The other community had been smaller. Fewer survivors, more desperate. She'd transformed six of them—a baker with burned hands, a carpenter missing an arm, others she barely remembered now. They'd given her what they could in thanks: bread, a few coins, and clothes from a seamstress who'd watched Yara work and insisted she take them.
New shirt. Clean trousers. A green cloak that actually fit, no holes or blood stains. Yara pulled it tighter as she walked through the gate.
The market had changed in three days.
People moved with purpose now. Lines formed at Rosa's cooking pots without anyone shouting orders. Bowls were filled, passed, emptied, returned. Steam rose steady from the fires. The Watchman sat on a broken awning, watching the approaches.
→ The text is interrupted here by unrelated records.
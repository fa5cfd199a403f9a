//! Point selection: which callables of a unit get tested.
//!
//! A point spec is either a line spec (`123` or `123-435`, 1-indexed and
//! inclusive) or, failing that grammar, a regular expression over callable
//! names. Line specs select by span overlap: pointing at any line inside a
//! function body selects that function. In-source directives can disable a
//! single callable (directive inside its body) or a whole stretch of the
//! unit (directive at scope level, until a matching enable).
//!
//! Selection is fail-fast: one malformed spec aborts the whole pass, so an
//! ambiguous selection never silently runs a subset of the intended tests.

use crate::unit::SourceUnit;
use once_cell::sync::Lazy;
use regex::Regex;
use std::fmt;

/// Disables testing for the enclosing scope or, inside a callable's body,
/// for that callable alone.
pub const DISABLE_DIRECTIVE: &str = "contracture: disable";
/// Re-enables testing at scope level after a disable directive.
pub const ENABLE_DIRECTIVE: &str = "contracture: enable";

static LINE_RANGE_RE: Lazy<Regex> =
    Lazy::new(|| Regex::new(r"^\s*(?P<first>\d+)(\s*-\s*(?P<last>\d+))?\s*$").expect("valid regex"));

/// Parse failure for point specs or settings statements; always carries
/// the 1-based index of the offending input.
#[derive(Debug)]
pub enum SpecParseError {
    /// Line range with `last < first`.
    LineRangeOrder { index: usize, text: String },
    /// Line number below 1 (lines are 1-indexed).
    LineUnderflow { index: usize, text: String },
    /// Line number too large to represent.
    LineOverflow { index: usize, text: String },
    /// The text was not a line spec and did not compile as a pattern.
    Pattern {
        index: usize,
        text: String,
        error: regex::Error,
    },
    /// Settings statement not matching `identifier = value`.
    Statement { index: usize, text: String },
    /// Settings value that is not valid JSON.
    SettingValue {
        index: usize,
        identifier: String,
        error: serde_json::Error,
    },
    /// Settings identifier this driver does not know.
    UnknownSetting { index: usize, identifier: String },
    /// Settings value of the wrong JSON type.
    SettingType {
        index: usize,
        identifier: String,
        expected: &'static str,
    },
}

impl fmt::Display for SpecParseError {
    fn fmt(&self, f: &mut fmt::Formatter<'_>) -> fmt::Result {
        match self {
            SpecParseError::LineRangeOrder { index, text } => {
                write!(
                    f,
                    "point spec {}: Unexpected line range (last < first): {}",
                    index, text
                )
            }
            SpecParseError::LineUnderflow { index, text } => {
                write!(
                    f,
                    "point spec {}: Unexpected line number (must be >= 1): {}",
                    index, text
                )
            }
            SpecParseError::LineOverflow { index, text } => {
                write!(
                    f,
                    "point spec {}: Unexpected line number (too large): {}",
                    index, text
                )
            }
            SpecParseError::Pattern { index, text, error } => {
                write!(
                    f,
                    "point spec {}: Failed to parse the pattern {}: {}",
                    index, text, error
                )
            }
            SpecParseError::Statement { index, text } => {
                write!(
                    f,
                    "Invalid setting statement {}. Expected statement to match \
                     ^[A-Za-z_]\\w*\\s*=\\s*.*$, but got: {}",
                    index, text
                )
            }
            SpecParseError::SettingValue {
                index,
                identifier,
                error,
            } => {
                write!(
                    f,
                    "Failed to parse the value of the setting {} (statement {}): {}",
                    identifier, index, error
                )
            }
            SpecParseError::UnknownSetting { index, identifier } => {
                write!(f, "Unknown setting {} (statement {})", identifier, index)
            }
            SpecParseError::SettingType {
                index,
                identifier,
                expected,
            } => {
                write!(
                    f,
                    "Setting {} (statement {}) expects a {} value",
                    identifier, index, expected
                )
            }
        }
    }
}

impl std::error::Error for SpecParseError {}

/// A user-supplied selection criterion.
#[derive(Debug, Clone)]
pub enum PointSpec {
    /// Inclusive 1-indexed line range; a single line spec has
    /// `first == last`.
    LineRange { first: usize, last: usize },
    /// Pattern over callable names.
    Pattern(Regex),
}

impl PointSpec {
    /// Parse one spec; `index` is the 1-based position of the spec in its
    /// input list, used for error attribution.
    pub fn parse(index: usize, text: &str) -> Result<PointSpec, SpecParseError> {
        if let Some(captures) = LINE_RANGE_RE.captures(text) {
            // The grammar admits digits only, so the sole parse failure is
            // a number too large for usize.
            let first: usize = captures["first"].parse().map_err(|_| {
                SpecParseError::LineOverflow {
                    index,
                    text: text.to_string(),
                }
            })?;
            let last = match captures.name("last") {
                Some(last) => last
                    .as_str()
                    .parse()
                    .map_err(|_| SpecParseError::LineOverflow {
                        index,
                        text: text.to_string(),
                    })?,
                None => first,
            };
            if first < 1 {
                return Err(SpecParseError::LineUnderflow {
                    index,
                    text: text.to_string(),
                });
            }
            if last < first {
                return Err(SpecParseError::LineRangeOrder {
                    index,
                    text: text.to_string(),
                });
            }
            return Ok(PointSpec::LineRange { first, last });
        }
        match Regex::new(text) {
            Ok(pattern) => Ok(PointSpec::Pattern(pattern)),
            Err(error) => Err(SpecParseError::Pattern {
                index,
                text: text.to_string(),
                error,
            }),
        }
    }

    /// Parse a whole list, failing fast on the first malformed spec.
    pub fn parse_all<S: AsRef<str>>(texts: &[S]) -> Result<Vec<PointSpec>, SpecParseError> {
        texts
            .iter()
            .enumerate()
            .map(|(i, text)| PointSpec::parse(i + 1, text.as_ref()))
            .collect()
    }

    /// Whether this spec selects the given point. Line ranges match on any
    /// non-empty intersection with the point's span, not containment.
    pub fn matches(&self, point: &FunctionPoint) -> bool {
        match self {
            PointSpec::LineRange { first, last } => {
                *first <= point.last_row && point.first_row <= *last
            }
            PointSpec::Pattern(pattern) => pattern.is_match(&point.name),
        }
    }
}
The Guard stood at the alley entrance, eyes scanning the street.
The Builder worked near the north wall, dragging a doorframe into position. When he pressed his hands against the warped wood, it straightened. Hinges that had been rusted solid started moving again. Nails found their holes without hammering.
The Mother moved through the crowd with her ledger, counting rations, organizing storage. People brought her problems and she solved them—three words, four at most. No wasted motion.
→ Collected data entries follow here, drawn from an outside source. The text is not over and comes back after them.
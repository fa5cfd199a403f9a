//! Strategy core: lazy, restartable value generation.
//!
//! A `Strategy` is an opaque handle over a draw source. Drawing never
//! materializes more than one value; composition (map, filter, choice,
//! product, sized collections) wraps sources without forcing anything.
//! All mutable state of a test session -- the RNG, the recursion depth,
//! the sticky type-variable bindings -- lives in `Session`, which is owned
//! by exactly one driver session and discarded at its end.

use crate::value::Value;
use rand::{Rng, SeedableRng};
use rand_chacha::ChaCha8Rng;
use std::cell::RefCell;
use std::collections::HashMap;
use std::fmt;
use std::rc::Rc;

/// Draws rejected by a filter before the filter gives up on one value.
const FILTER_BUDGET: u32 = 100;

/// Errors raised while drawing a value.
#[derive(Debug, Clone, PartialEq, Eq)]
pub enum DrawError {
    /// The recursion depth budget was exhausted; the draw should be
    /// retried, which in practice selects a non-recursive alternative.
    DepthLimit,
    /// A choice combinator was given no alternatives to choose from.
    EmptyChoice,
    /// A filter or constructor rejected every candidate within its budget.
    /// Carries the label of the rejecting strategy.
    RejectionBudget(String),
    /// A deferred slot was drawn from before its resolution completed.
    UnfilledSlot,
}

impl fmt::Display for DrawError {
    fn fmt(&self, f: &mut fmt::Formatter<'_>) -> fmt::Result {
        match self {
            DrawError::DepthLimit => write!(f, "recursion depth limit reached"),
            DrawError::EmptyChoice => write!(f, "no alternatives to choose from"),
            DrawError::RejectionBudget(label) => {
                write!(f, "no candidate accepted by {} within the draw budget", label)
            }
            DrawError::UnfilledSlot => {
                write!(f, "deferred strategy drawn before resolution completed")
            }
        }
    }
}

impl std::error::Error for DrawError {}

/// Per-session mutable state shared by all strategies of one driver
/// session. Never reuse a session across unrelated callables: the sticky
/// type-variable bindings would conflate their type variables.
pub struct Session {
    rng: ChaCha8Rng,
    depth: u32,
    max_depth: u32,
    typevar_bindings: HashMap<String, usize>,
}

impl Session {
    pub fn new(seed: u64, max_depth: u32) -> Self {
        Session {
            rng: ChaCha8Rng::seed_from_u64(seed),
            depth: 0,
            max_depth,
            typevar_bindings: HashMap::new(),
        }
    }

    pub fn rng(&mut self) -> &mut ChaCha8Rng {
        &mut self.rng
    }

    fn enter(&mut self) -> Result<(), DrawError> {
        if self.depth >= self.max_depth {
            log::trace!("depth limit {} reached", self.max_depth);
            return Err(DrawError::DepthLimit);
        }
        self.depth += 1;
        Ok(())
    }

    fn exit(&mut self) {
        debug_assert!(self.depth > 0);
        self.depth -= 1;
    }

    /// The sticky binding for a type variable: the first draw fixes the
    /// alternative index and all later uses of the same variable name in
    /// this session share it.
    pub(crate) fn typevar_choice(&mut self, name: &str, arity: usize) -> usize {
        if let Some(&index) = self.typevar_bindings.get(name) {
            return index;
        }
        let index = self.rng.gen_range(0..arity);
        log::debug!("bound type variable {} to alternative {}", name, index);
        self.typevar_bindings.insert(name.to_string(), index);
        index
    }
}

/// Repetition control for sized collections: a biased continue/stop draw
/// calibrated so the element count averages out to `expected_count`.
pub(crate) struct Repeat {
    min_count: u64,
    max_count: u64,
    p_continue: f64,
    current_count: u64,
}

impl Repeat {
    pub(crate) fn new(min_count: u64, max_count: u64, expected_count: f64) -> Repeat {
        Repeat {
            min_count,
            max_count,
            p_continue: 1.0 - 1.0 / (1.0 + expected_count),
            current_count: 0,
        }
    }

    /// Undo the last accepted continuation, e.g. when the drawn element
    /// was a duplicate in a set.
    pub(crate) fn reject(&mut self) {
        debug_assert!(self.current_count > 0);
        self.current_count -= 1;
    }

    pub(crate) fn should_continue(&mut self, rng: &mut ChaCha8Rng) -> bool {
        if self.current_count < self.min_count {
            self.current_count += 1;
            return true;
        }
        if self.current_count >= self.max_count {
            return false;
        }
        let result = rng.gen::<f64>() < self.p_continue;
        if result {
            self.current_count += 1;
        }
        result
    }

    pub(crate) fn count(&self) -> u64 {
        self.current_count
    }
}

trait StrategySource {
    fn draw(&self, session: &mut Session) -> Result<Value, DrawError>;
}

/// An opaque, cheaply clonable value-generation capability.
#[derive(Clone)]
pub struct Strategy(Rc<dyn StrategySource>);

impl fmt::Debug for Strategy {
    fn fmt(&self, f: &mut fmt::Formatter<'_>) -> fmt::Result {
        write!(f, "Strategy")
    }
}

/// Shared slot for deferred (recursive) strategies: resolution fills the
/// slot after the cycle has been fully built.
pub type StrategySlot = Rc<RefCell<Option<Strategy>>>;

impl Strategy {
    pub fn draw(&self, session: &mut Session) -> Result<Value, DrawError> {
        self.0.draw(session)
    }

    /// Always yields the given value.
    pub fn just(value: Value) -> Strategy {
        Strategy(Rc::new(JustSource { value }))
    }

    /// Uniform choice over a fixed pool of values.
    pub fn sampled_from(values: Vec<Value>) -> Strategy {
        Strategy(Rc::new(SampledSource { values }))
    }

    pub fn from_fn(draw: impl Fn(&mut Session) -> Result<Value, DrawError> + 'static) -> Strategy {
        Strategy(Rc::new(FnSource {
            draw: Box::new(draw),
        }))
    }

    /// Even choice over alternatives. A failing alternative (depth limit,
    /// exhausted budget) is skipped in favor of the remaining ones, so a
    /// recursive branch falls back to its base case instead of wedging the
    /// whole draw.
    pub fn one_of(alternatives: Vec<Strategy>) -> Strategy {
        Strategy(Rc::new(OneOfSource { alternatives }))
    }

    pub fn map(&self, transform: impl Fn(Value) -> Value + 'static) -> Strategy {
        Strategy(Rc::new(MapSource {
            inner: self.clone(),
            transform: Box::new(transform),
        }))
    }

    pub fn filter(
        &self,
        label: impl Into<String>,
        predicate: impl Fn(&Value) -> bool + 'static,
    ) -> Strategy {
        Strategy(Rc::new(FilterSource {
            label: label.into(),
            inner: self.clone(),
            predicate: Box::new(predicate),
        }))
    }

    /// Product of the component strategies, one value each, in order.
    pub fn tuples(components: Vec<Strategy>) -> Strategy {
        Strategy(Rc::new(TupleSource { components }))
    }

    pub fn lists_of(element: Strategy, min_size: u64, max_size: u64) -> Strategy {
        Strategy(Rc::new(CollectionSource {
            element,
            min_size,
            max_size,
            kind: CollectionKind::List,
        }))
    }

    pub fn sets_of(element: Strategy, min_size: u64, max_size: u64) -> Strategy {
        Strategy(Rc::new(CollectionSource {
            element,
            min_size,
            max_size,
            kind: CollectionKind::Set,
        }))
    }

    pub fn maps_of(key: Strategy, value: Strategy, min_size: u64, max_size: u64) -> Strategy {
        Strategy(Rc::new(MapOfSource {
            key,
            value,
            min_size,
            max_size,
        }))
    }

    /// Lazy indirection through a shared slot; drawing counts against the
    /// session's recursion depth budget.
    pub fn deferred(slot: StrategySlot) -> Strategy {
        Strategy(Rc::new(DeferredSource { slot }))
    }
}

struct JustSource {
    value: Value,
}

impl StrategySource for JustSource {
    fn draw(&self, _session: &mut Session) -> Result<Value, DrawError> {
        Ok(self.value.clone())
    }
}

struct SampledSource {
    values: Vec<Value>,
}

impl StrategySource for SampledSource {
    fn draw(&self, session: &mut Session) -> Result<Value, DrawError> {
        if self.values.is_empty() {
            return Err(DrawError::EmptyChoice);
        }
        let index = session.rng().gen_range(0..self.values.len());
        Ok(self.values[index].clone())
    }
}

struct FnSource {
    #[allow(clippy::type_complexity)]
    draw: Box<dyn Fn(&mut Session) -> Result<Value, DrawError>>,
}

impl StrategySource for FnSource {
    fn draw(&self, session: &mut Session) -> Result<Value, DrawError> {
        (self.draw)(session)
    }
}

struct OneOfSource {
    alternatives: Vec<Strategy>,
}

impl StrategySource for OneOfSource {
    fn draw(&self, session: &mut Session) -> Result<Value, DrawError> {
        let n = self.alternatives.len();
        if n == 0 {
            return Err(DrawError::EmptyChoice);
        }
        let start = session.rng().gen_range(0..n);
        let mut last_error = DrawError::EmptyChoice;
        for offset in 0..n {
            let index = (start + offset) % n;
            match self.alternatives[index].draw(session) {
                Ok(value) => return Ok(value),
                Err(error) => {
                    log::trace!("alternative {} failed: {}", index, error);
                    last_error = error;
                }
            }
        }
        Err(last_error)
    }
}

struct MapSource {
    inner: Strategy,
    transform: Box<dyn Fn(Value) -> Value>,
}

impl StrategySource for MapSource {
    fn draw(&self, session: &mut Session) -> Result<Value, DrawError> {
        self.inner.draw(session).map(&self.transform)
    }
}

struct FilterSource {
    label: String,
    inner: Strategy,
    predicate: Box<dyn Fn(&Value) -> bool>,
}

impl StrategySource for FilterSource {
    fn draw(&self, session: &mut Session) -> Result<Value, DrawError> {
        for _ in 0..FILTER_BUDGET {
            let candidate = self.inner.draw(session)?;
            if (self.predicate)(&candidate) {
                return Ok(candidate);
            }
        }
        Err(DrawError::RejectionBudget(self.label.clone()))
    }
}

struct TupleSource {
    components: Vec<Strategy>,
}

impl StrategySource for TupleSource {
    fn draw(&self, session: &mut Session) -> Result<Value, DrawError> {
        let mut items = Vec::with_capacity(self.components.len());
        for component in &self.components {
            items.push(component.draw(session)?);
        }
        Ok(Value::Tuple(items))
    }
}

enum CollectionKind {
    List,
    Set,
}

struct CollectionSource {
    element: Strategy,
    min_size: u64,
    max_size: u64,
    kind: CollectionKind,
}

impl StrategySource for CollectionSource {
    fn draw(&self, session: &mut Session) -> Result<Value, DrawError> {
        let expected = (self.min_size + self.max_size) as f64 / 2.0;
        let mut repeat = Repeat::new(self.min_size, self.max_size, expected);
        let mut items: Vec<Value> = Vec::new();
        let mut attempts: u32 = 0;
        while repeat.should_continue(session.rng()) {
            attempts += 1;
            if attempts > FILTER_BUDGET {
                return Err(DrawError::RejectionBudget("collection".to_string()));
            }
            match self.element.draw(session) {
                Ok(item) => {
                    let duplicate = matches!(self.kind, CollectionKind::Set)
                        && items.iter().any(|existing| *existing == item);
                    if duplicate {
                        repeat.reject();
                        if repeat.count() >= self.min_size {
                            break;
                        }
                    } else {
                        items.push(item);
                    }
                }
                // A failing element draw past the minimum size just ends
                // the collection; below the minimum it fails the draw.
                Err(error) => {
                    repeat.reject();
                    if items.len() as u64 >= self.min_size {
                        break;
                    }
                    return Err(error);
                }
            }
        }
        Ok(match self.kind {
            CollectionKind::List => Value::List(items),
            CollectionKind::Set => Value::Set(items),
        })
    }
}

struct MapOfSource {
    key: Strategy,
    value: Strategy,
    min_size: u64,
    max_size: u64,
}

impl StrategySource for MapOfSource {
    fn draw(&self, session: &mut Session) -> Result<Value, DrawError> {
        let expected = (self.min_size + self.max_size) as f64 / 2.0;
        let mut repeat = Repeat::new(self.min_size, self.max_size, expected);
        let mut entries: Vec<(Value, Value)> = Vec::new();
        let mut attempts: u32 = 0;
        while repeat.should_continue(session.rng()) {
            attempts += 1;
            if attempts > FILTER_BUDGET {
                return Err(DrawError::RejectionBudget("mapping".to_string()));
            }
            let key = match self.key.draw(session) {
                Ok(key) => key,
                Err(error) => {
                    repeat.reject();
                    if entries.len() as u64 >= self.min_size {
                        break;
                    }
                    return Err(error);
                }
            };
            if entries.iter().any(|(existing, _)| *existing == key) {
                repeat.reject();
                if repeat.count() >= self.min_size {
                    break;
                }
                continue;
            }
            let value = match self.value.draw(session) {
                Ok(value) => value,
                Err(error) => {
                    repeat.reject();
                    if entries.len() as u64 >= self.min_size {
                        break;
                    }
                    return Err(error);
                }
            };
            entries.push((key, value));
        }
        Ok(Value::Map(entries))
    }
}

struct DeferredSource {
    slot: StrategySlot,
}

impl StrategySource for DeferredSource {
    fn draw(&self, session: &mut Session) -> Result<Value, DrawError> {
        let inner = match self.slot.borrow().as_ref() {
            Some(strategy) => strategy.clone(),
            None => return Err(DrawError::UnfilledSlot),
        };
        session.enter()?;
        let result = inner.draw(session);
        session.exit();
        result
    }
}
It ran like a machine now. Efficient. Organized.
Eliza appeared at Yara's side. "Welcome back. How did it go?"
"Six successful. Two failures." Yara's voice was flat. "They gave me clothes."
"I see that. The cloak suits you." Eliza glanced at her ledger. "While you were gone, we had four more requests. Two from inside the market, two from outside communities. And—" She paused. "The Regent sent someone."
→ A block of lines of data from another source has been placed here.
//! Type-directed strategy resolution and constructor synthesis.
//!
//! `TypeResolver::resolve` recursively maps a type descriptor to a
//! strategy. Composites are synthesized through their registered
//! constructor, gated by the constructor's own precondition filter: an
//! instance is never produced from an argument tuple the constructor
//! would reject. Resolution memoizes per `TypeId` through shared slots, so
//! a self-referential descriptor resolves to a deferred strategy bound to
//! its own slot instead of expanding forever; the actual recursion is
//! bounded at draw time by the session's depth budget.

use crate::contracts::{ArgMap, PreconditionFilter};
use crate::providers::PrimitiveStrategyProvider;
use crate::strategy::{DrawError, Strategy, StrategySlot};
use crate::types::{ConstructorId, PrimitiveKind, TypeDescriptor, TypeId, TypeUniverse};
use crate::value::Value;
use std::cell::RefCell;
use std::collections::HashMap;
use std::fmt;
use std::rc::Rc;

/// Candidate argument tuples tried per instance before the synthesizer
/// reports the constructor's preconditions as unsatisfiable for this draw.
const SYNTHESIS_BUDGET: u32 = 100;

/// Default size bounds for generated containers.
const CONTAINER_MIN: u64 = 0;
const CONTAINER_MAX: u64 = 8;

/// Failure to map a type to a strategy; always names the offending type.
#[derive(Debug, Clone, PartialEq, Eq)]
pub enum ResolutionError {
    /// The primitive provider does not support this kind.
    UnsupportedPrimitive { kind: PrimitiveKind },
    /// The id was declared but never defined in the universe.
    UndefinedType { id: TypeId },
    /// A required constructor parameter carries no type information.
    MissingAnnotation { type_name: String, param: String },
    /// Abstract type without any known concrete implementers.
    NoImplementers { type_name: String },
    /// Enumeration without members.
    NoMembers { type_name: String },
    /// Union without member types.
    EmptyUnion,
}

impl fmt::Display for ResolutionError {
    fn fmt(&self, f: &mut fmt::Formatter<'_>) -> fmt::Result {
        match self {
            ResolutionError::UnsupportedPrimitive { kind } => {
                write!(f, "no strategy registered for primitive kind {}", kind)
            }
            ResolutionError::UndefinedType { id } => {
                write!(f, "could not resolve {}: declared but never defined", id)
            }
            ResolutionError::MissingAnnotation { type_name, param } => {
                write!(
                    f,
                    "could not resolve {}: constructor parameter {} lacks type information",
                    type_name, param
                )
            }
            ResolutionError::NoImplementers { type_name } => {
                write!(
                    f,
                    "could not resolve {}: abstract type without concrete implementers",
                    type_name
                )
            }
            ResolutionError::NoMembers { type_name } => {
                write!(f, "could not resolve {}: enumeration has no members", type_name)
            }
            ResolutionError::EmptyUnion => write!(f, "could not resolve a union with no members"),
        }
    }
}

impl std::error::Error for ResolutionError {}

/// Resolves type descriptors to strategies within one session.
///
/// The per-descriptor strategy cache lives here and is scoped to one
/// resolver, which in turn is scoped to one driver session; it must not
/// be reused across unrelated callables.
pub struct TypeResolver<'u> {
    universe: &'u TypeUniverse,
    provider: &'u dyn PrimitiveStrategyProvider,
    cache: RefCell<HashMap<usize, StrategySlot>>,
}

impl<'u> TypeResolver<'u> {
    pub fn new(universe: &'u TypeUniverse, provider: &'u dyn PrimitiveStrategyProvider) -> Self {
        TypeResolver {
            universe,
            provider,
            cache: RefCell::new(HashMap::new()),
        }
    }

    pub fn resolve(&self, id: TypeId) -> Result<Strategy, ResolutionError> {
        if let Some(slot) = self.cache.borrow().get(&id.0) {
            // Either an in-progress resolution (cycle) or a completed one;
            // in both cases the slot-backed indirection is the right
            // answer, and it is what bounds recursion at draw time.
            return Ok(Strategy::deferred(slot.clone()));
        }
        let slot: StrategySlot = Rc::new(RefCell::new(None));
        self.cache.borrow_mut().insert(id.0, slot.clone());
        match self.build(id) {
            Ok(strategy) => {
                *slot.borrow_mut() = Some(strategy.clone());
                Ok(strategy)
            }
            Err(error) => {
                self.cache.borrow_mut().remove(&id.0);
                Err(error)
            }
        }
    }

    fn build(&self, id: TypeId) -> Result<Strategy, ResolutionError> {
        let descriptor = self
            .universe
            .get(id)
            .ok_or(ResolutionError::UndefinedType { id })?;
        log::trace!("resolving {} ({})", id, descriptor.name());
        match descriptor {
            TypeDescriptor::Primitive(kind) => self.provider.provide_primitive(*kind),
            TypeDescriptor::Enumeration { name, members } => {
                if members.is_empty() {
                    return Err(ResolutionError::NoMembers {
                        type_name: name.clone(),
                    });
                }
                let pool = members
                    .iter()
                    .map(|member| Value::EnumMember {
                        type_name: name.clone(),
                        member: member.clone(),
                    })
                    .collect();
                Ok(Strategy::sampled_from(pool))
            }
            TypeDescriptor::Union(members) => {
                if members.is_empty() {
                    return Err(ResolutionError::EmptyUnion);
                }
                let alternatives = members
                    .iter()
                    .map(|member| self.resolve(*member))
                    .collect::<Result<Vec<_>, _>>()?;
                Ok(Strategy::one_of(alternatives))
            }
            TypeDescriptor::Sequence(element) => Ok(Strategy::lists_of(
                self.resolve(*element)?,
                CONTAINER_MIN,
                CONTAINER_MAX,
            )),
            TypeDescriptor::SetOf(element) => Ok(Strategy::sets_of(
                self.resolve(*element)?,
                CONTAINER_MIN,
                CONTAINER_MAX,
            )),
            TypeDescriptor::Mapping(key, value) => Ok(Strategy::maps_of(
                self.resolve(*key)?,
                self.resolve(*value)?,
                CONTAINER_MIN,
                CONTAINER_MAX,
            )),
            TypeDescriptor::Tuple(components) => {
                let strategies = components
                    .iter()
                    .map(|component| self.resolve(*component))
                    .collect::<Result<Vec<_>, _>>()?;
                Ok(Strategy::tuples(strategies))
            }
            TypeDescriptor::Optional(inner) => Ok(Strategy::one_of(vec![
                Strategy::just(Value::None),
                self.resolve(*inner)?,
            ])),
            TypeDescriptor::Composite { name, constructor } => {
                self.synthesize(name.clone(), *constructor)
            }
            TypeDescriptor::Abstract { name, implementers } => {
                if implementers.is_empty() {
                    return Err(ResolutionError::NoImplementers {
                        type_name: name.clone(),
                    });
                }
                let alternatives = implementers
                    .iter()
                    .map(|implementer| self.resolve(*implementer))
                    .collect::<Result<Vec<_>, _>>()?;
                Ok(Strategy::one_of(alternatives))
            }
            TypeDescriptor::TypeVar { name, bound } => match bound {
                Some(bound) => self.resolve(*bound),
                None => self.default_typevar_universe(name.clone()),
            },
        }
    }

    /// Unbounded type variables draw from a default scalar universe. The
    /// concrete alternative is chosen once per variable name and shared
    /// across all its uses in the session, so `(T, T)` draws matching
    /// concrete types.
    fn default_typevar_universe(&self, name: String) -> Result<Strategy, ResolutionError> {
        let alternatives = vec![
            self.provider.provide_primitive(PrimitiveKind::Integer)?,
            self.provider.provide_primitive(PrimitiveKind::Boolean)?,
            self.provider.provide_primitive(PrimitiveKind::Text)?,
        ];
        Ok(Strategy::from_fn(move |session| {
            let index = session.typevar_choice(&name, alternatives.len());
            alternatives[index].draw(session)
        }))
    }

    /// Constructor synthesis: resolve each parameter, draw candidate
    /// argument tuples, filter them through the constructor's own
    /// precondition chain and only then instantiate.
    fn synthesize(
        &self,
        type_name: String,
        constructor: ConstructorId,
    ) -> Result<Strategy, ResolutionError> {
        let ctor = self.universe.constructor(constructor);
        let mut param_strategies: Vec<(String, Strategy)> = Vec::with_capacity(ctor.params.len());
        for param in &ctor.params {
            let ty = param.ty.ok_or_else(|| ResolutionError::MissingAnnotation {
                type_name: type_name.clone(),
                param: param.name.clone(),
            })?;
            param_strategies.push((param.name.clone(), self.resolve(ty)?));
        }
        let filter = PreconditionFilter::new(ctor.preconditions.clone());
        let ctor = ctor.clone();
        Ok(Strategy::from_fn(move |session| {
            for _ in 0..SYNTHESIS_BUDGET {
                let mut bound = ArgMap::new();
                for (name, strategy) in &param_strategies {
                    bound.insert(name.clone(), strategy.draw(session)?);
                }
                if filter.accept(&bound) {
                    return Ok(ctor.instantiate(&bound));
                }
                log::trace!("constructor {} rejected {}", type_name, bound);
            }
            Err(DrawError::RejectionBudget(type_name.clone()))
        }))
    }
}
Yara's stomach dropped. "When?"
"Yesterday. Asked questions. Looked around. Left."
"What kind of questions?"
"Who's in charge. How we're getting food. If we've seen anything... unusual." Eliza's tone stayed neutral. "I told him we're managing. Didn't mention you specifically."
"Did he believe you?"
"No."
Yara looked across the square. The Enhanced moved through their tasks with that same focused efficiency. No wasted motion. No hesitation.
Near the north wall, the Builder worked on a doorframe. He dragged it into position against the splintered wall. When he focused, his forearms shimmered dark, skin tightening over something beneath. He pressed his palms to the warped timber and the wood straightened. Hinges that had been rusted started moving. Nails found their holes without being driven.
Yara moved closer. She could feel the pulse from him—an echo under her ribs, the bond between them humming.
Eliza followed, ledger in hand, charcoal ready. Making notes with the practiced motions of someone documenting everything.
"Listen," the Builder said without looking up.
"To what?" Eliza asked.
"The weight. It wants to sit here." He shifted the frame slightly. The whole wall settled with a quiet groan.
Eliza wrote wants to sit here and underlined it twice.
The Gem warmed at Yara's sternum, pleased. Function is devotion. The material loves the shape you give it.
"Quiet," Yara thought back, though she didn't hate how right it sounded.
She stepped into the center of the square and raised her voice. "We're naming work today. Not titles—jobs. If you can lift, you carry. If you can fix, you mend. If you can watch, you watch. If you can't do any of those, tell Eliza what you can do, and she'll make it matter."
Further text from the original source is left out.